Trump is putting on a show in Portland
The very idea seems, on the face of it, sheer madness. In Portland, Oregon, federal security officers dressed for combat—wearing jungle-camouflage uniforms with unclear markings, carrying heavy weapons, using batons and tear gas—are patrolling the streets, making random arrests, throwing people into unmarked vans. The officers do not come from institutions that specialize in political crowd control. Instead, they come from Customs and Border Protection, Immigration and Customs Enforcement, the Transportation Security Administration, and the Coast Guard. These are people with experience patrolling the border, frisking airline passengers, and deporting undocumented immigrants—exactly the wrong sort of experience needed to carry out the delicate task of policing an angry political protest.
Unsurprisingly, these troops are making rudimentary mistakes. Instead of working with local leaders, they have antagonized them. Instead of coaxing people to go home, their behavior has caused more people to come out onto the streets. Instead of calming the situation, they are infuriating people. They have escalated the violence. They have made the situation worse.
Why has this been allowed to happen? Any rank amateur could have predicted that unprepared troops with guns would increase tension and prolong the crisis. The people in the White House and the Department of Homeland Security who have sent employees of ICE and the Coast Guard into Portland surely knew that they would make people angrier. But although the administration’s behavior makes no sense as law enforcement, it makes perfect sense as a new kind of campaign tactic.
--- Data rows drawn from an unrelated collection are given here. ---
//! In-process typed event bus.
//!
//! One bounded inbound queue, one dispatcher task. Subscribers register
//! per [`EventKind`] and run sequentially on the dispatcher, which keeps
//! per-topic ordering trivially correct. Producers that hit the capacity
//! bound block briefly, then drop with accounting. Mandatory kinds
//! (`service_error`, `quarantine_entered`) bypass the bound through a
//! small overflow list the dispatcher drains first.

use std::collections::{HashMap, VecDeque};
use std::panic::{catch_unwind, AssertUnwindSafe};
use std::sync::atomic::{AtomicU64, Ordering};
use std::sync::{Arc, Mutex, RwLock};
use std::time::Duration;

use tokio::sync::{mpsc, watch, Notify};
use tracing::{debug, error, info, warn};

use crate::types::{Event, EventKind};

/// Callback invoked on the dispatcher task for each matching event.
pub type Subscriber = Box<dyn Fn(&Event) -> anyhow::Result<()> + Send + Sync>;

/// State shared between the publish handle and the dispatcher.
struct BusShared {
    subscribers: RwLock<HashMap<EventKind, Vec<Subscriber>>>,
    overflow: Mutex<VecDeque<Event>>,
    overflow_notify: Notify,
    next_id: AtomicU64,
    published: AtomicU64,
    dispatched: AtomicU64,
    dropped: AtomicU64,
    callback_failures: AtomicU64,
}

/// Cloneable publish/subscribe handle.
#[derive(Clone)]
pub struct EventBus {
    shared: Arc<BusShared>,
    tx: mpsc::Sender<Event>,
    produce_timeout: Duration,
}

/// The single dispatcher owning the queue receiver.
pub struct BusDispatcher {
    shared: Arc<BusShared>,
    rx: mpsc::Receiver<Event>,
    drain_deadline: Duration,
}

impl EventBus {
    /// Create the bus and its dispatcher.
    ///
    /// `capacity` bounds the inbound queue; `produce_timeout` is how long a
    /// producer blocks on a full queue before dropping; `drain_deadline`
    /// bounds the shutdown drain.
    pub fn new(
        capacity: usize,
        produce_timeout: Duration,
        drain_deadline: Duration,
    ) -> (Self, BusDispatcher) {
        let (tx, rx) = mpsc::channel(capacity);
        let shared = Arc::new(BusShared {
            subscribers: RwLock::new(HashMap::new()),
            overflow: Mutex::new(VecDeque::new()),
            overflow_notify: Notify::new(),
            next_id: AtomicU64::new(1),
            published: AtomicU64::new(0),
            dispatched: AtomicU64::new(0),
            dropped: AtomicU64::new(0),
            callback_failures: AtomicU64::new(0),
        });
        let bus = Self {
            shared: Arc::clone(&shared),
            tx,
            produce_timeout,
        };
        let dispatcher = BusDispatcher {
            shared,
            rx,
            drain_deadline,
        };
        (bus, dispatcher)
    }

    /// Register a callback for one event kind.
    pub fn subscribe(&self, kind: EventKind, callback: Subscriber) {
        self.shared
            .subscribers
            .write()
            .unwrap_or_else(|poisoned| poisoned.into_inner())
            .entry(kind)
            .or_default()
            .push(callback);
    }

    /// Publish an event, assigning its monotonic id.
    ///
    /// Returns `false` if the event was dropped at the capacity bound.
    /// Mandatory kinds never drop.
    pub async fn publish(&self, mut event: Event) -> bool {
        event.id = self.shared.next_id.fetch_add(1, Ordering::Relaxed);

        if event.kind.is_mandatory() {
            self.shared
                .overflow
                .lock()
                .unwrap_or_else(|poisoned| poisoned.into_inner())
                .push_back(event);
            self.shared.overflow_notify.notify_one();
            self.shared.published.fetch_add(1, Ordering::Relaxed);
            return true;
        }

        match tokio::time::timeout(self.produce_timeout, self.tx.send(event)).await {
            Ok(Ok(())) => {
                self.shared.published.fetch_add(1, Ordering::Relaxed);
                true
            }
            Ok(Err(_)) => {
                // Dispatcher is gone; only possible during shutdown.
                self.shared.dropped.fetch_add(1, Ordering::Relaxed);
                false
            }
            Err(_) => {
                self.shared.dropped.fetch_add(1, Ordering::Relaxed);
                debug!("event dropped at capacity bound");
                false
            }
        }
    }

    /// Events accepted onto the queue or overflow list.
    pub fn published(&self) -> u64 {
        self.shared.published.load(Ordering::Relaxed)
    }

    /// Events delivered to fan-out so far.
    pub fn dispatched(&self) -> u64 {
        self.shared.dispatched.load(Ordering::Relaxed)
    }

    /// Events dropped at the capacity bound.
    pub fn dropped(&self) -> u64 {
        self.shared.dropped.load(Ordering::Relaxed)
    }

    /// Subscriber callbacks that returned an error or panicked.
    pub fn callback_failures(&self) -> u64 {
        self.shared.callback_failures.load(Ordering::Relaxed)
    }
}

impl BusDispatcher {
    /// Run the dispatch loop until shutdown, then drain with a deadline.
    pub async fn run(mut self, mut shutdown_rx: watch::Receiver<bool>) {
        info!("event dispatcher started");

        loop {
            self.drain_overflow();

            tokio::select! {
                event = self.rx.recv() => {
                    match event {
                        Some(event) => self.dispatch(&event),
                        None => break,
                    }
                }
                _ = self.shared.overflow_notify.notified() => {
                    // Loop re-entry drains the overflow list.
                }
                result = shutdown_rx.changed() => {
                    if result.is_err() || *shutdown_rx.borrow() {
                        self.drain_remaining().await;
                        break;
                    }
                }
            }
        }

        info!(
            dispatched = self.shared.dispatched.load(Ordering::Relaxed),
            dropped = self.shared.dropped.load(Ordering::Relaxed),
            "event dispatcher stopped"
        );
    }

    /// Deliver everything still queued, bounded by the drain deadline.
    async fn drain_remaining(&mut self) {
        let deadline = tokio::time::Instant::now() + self.drain_deadline;
        loop {
            self.drain_overflow();
            if self.rx.is_empty() {
                break;
            }
            match tokio::time::timeout_at(deadline, self.rx.recv()).await {
                Ok(Some(event)) => self.dispatch(&event),
                Ok(None) => break,
                Err(_) => {
                    warn!("shutdown drain deadline reached with events remaining");
                    break;
                }
            }
        }
        self.drain_overflow();
    }

    /// Deliver all pending mandatory events first.
    fn drain_overflow(&self) {
        loop {
            let event = self
                .shared
                .overflow
                .lock()
                .unwrap_or_else(|poisoned| poisoned.into_inner())
                .pop_front();
            match event {
                Some(event) => self.dispatch(&event),
                None => break,
            }
        }
    }

    /// Fan one event out to its kind's subscribers.
    ///
    /// A failing or panicking subscriber is counted and skipped; it never
    /// stops delivery to the others.
    fn dispatch(&self, event: &Event) {
        self.shared.dispatched.fetch_add(1, Ordering::Relaxed);

        let subscribers = self
            .shared
            .subscribers
            .read()
            .unwrap_or_else(|poisoned| poisoned.into_inner());
        let Some(callbacks) = subscribers.get(&event.kind) else {
            return;
        };

        for callback in callbacks {
            match catch_unwind(AssertUnwindSafe(|| callback(event))) {
                Ok(Ok(())) => {}
                Ok(Err(e)) => {
                    self.shared.callback_failures.fetch_add(1, Ordering::Relaxed);
                    warn!(
                        kind = event.kind.as_str(),
                        id = event.id,
                        error = %e,
                        "subscriber returned error"
                    );
                }
                Err(_) => {
                    self.shared.callback_failures.fetch_add(1, Ordering::Relaxed);
                    error!(
                        kind = event.kind.as_str(),
                        id = event.id,
                        "subscriber panicked"
                    );
                }
            }
        }
    }
}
Welcome to the world of performative authoritarianism, a form of politics that reached new heights of sophistication in Russia over the past decade and has now arrived in the United States. Unlike 20th-century authoritarianism, this 21st-century, postmodern influence campaign does not require the creation of a total police state. Nor does it require complete control of information, or mass arrests. It can be carried out, instead, with a few media outlets and a few carefully targeted arrests.
That these tactics are not “totalitarian” doesn’t make them legal, acceptable, or normal. I repeat: Citizens’ rights are being violated in Portland. People have been hauled off the streets into unmarked vehicles. Long-standing precedents about the relationship between states and the federal government have been overturned. Lawsuits have already been filed.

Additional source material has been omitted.